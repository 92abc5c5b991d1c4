//! Storage backends for the inventory ledger.
//!
//! Two [`medstock_ledger::StockStore`] implementations: an in-memory store
//! for tests and development, and a CSV-file tabular store for persistence.
//! Spreadsheet concerns (header rows, row ordering) stay in here; the ledger
//! never sees them.

pub mod csv_file;
pub mod memory;

pub use csv_file::CsvStore;
pub use memory::MemoryStore;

_About this task_. Please return only the lines from the one that contains "pub mod memory;" through the final line of the entries, each exactly as written.

_Solution for this task_.
pub mod memory;

pub use csv_file::CsvStore;
pub use memory::MemoryStore;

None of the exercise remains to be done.